Secure your finances and investments

Image sourced from gitnux.com

Sensible management of finances and investments is essential to business growth for any host. Here’s what to keep in mind when scaling:

  • Consider tailored lending: Lots of banks now recognize the growth of the STR sector and offer lending products designed specifically for it. This can range from mortgages for new properties to credit lines for renovations or operations.
  • Reinvest in your properties: Making a profit? Great. But be sure to put some of it back into your rental properties on things like upgrades and repairs as well as adding new amenities. 
  • Track your ROI (return on investment): You’ll need to keep an eye not just on the profits of each property but the ROI. Some properties, perhaps due to location or repairs, cost more than others just to keep up and running. 

Build your dream team

Scaling a business often means bringing in extra help. This can include property managers or a local real estate agent for specific regions or types of property, who can manage day-to-day tasks like guest messaging and liaising with cleaners. 

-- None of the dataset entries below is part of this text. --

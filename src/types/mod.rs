//! Shared data structures for the turbine predictive-maintenance engine
//!
//! This module defines the values that flow through one scoring cycle:
//! - Input: SensorReading (one turbine snapshot)
//! - Failure Estimator output: FailureEstimate, RiskLevel
//! - Component Health Scorer output: ComponentHealth, ComponentHealthSet, Trend
//! - Deterministic penalty model output: PenaltyHealthReport
//! - Scheduler output: MaintenanceItem
//! - Aggregator output: SystemStatus, Alert
//! - Component outlook: ComponentOutlook

mod sensor;
mod estimate;
mod health;
mod maintenance;
mod outlook;
mod status;

pub use sensor::*;
pub use estimate::*;
pub use health::*;
pub use maintenance::*;
pub use outlook::*;
pub use status::*;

Effective contract and property management strategy with a vacation rental property manager is crucial to ensure smooth operations and compliance with agreed-upon terms.

If you need tech support, especially if you’re planning on scaling on a large scale or running your own website, make sure you have IT support who can answer both broad and niche questions, ranging from “what is VoIP caller technology?” to “how do I work my property management software?”

While a vacation rental property management company tends to be a regular part of your business, sometimes you’ll need one-off support on tasks like graphic design or photography. Consider hiring freelancers who can provide expertise on a short-term basis. 

Additionally, explore financing options to support your profitable growth ambitions. Venture capital funding, for instance, can be a viable route to secure the capital needed to expand your STR business. Exploring such opportunities can fuel your profitable expansion plans and help you achieve your scaling measurable goals effectively. Remember, the right financial strategy is often a crucial component of successful scaling efforts.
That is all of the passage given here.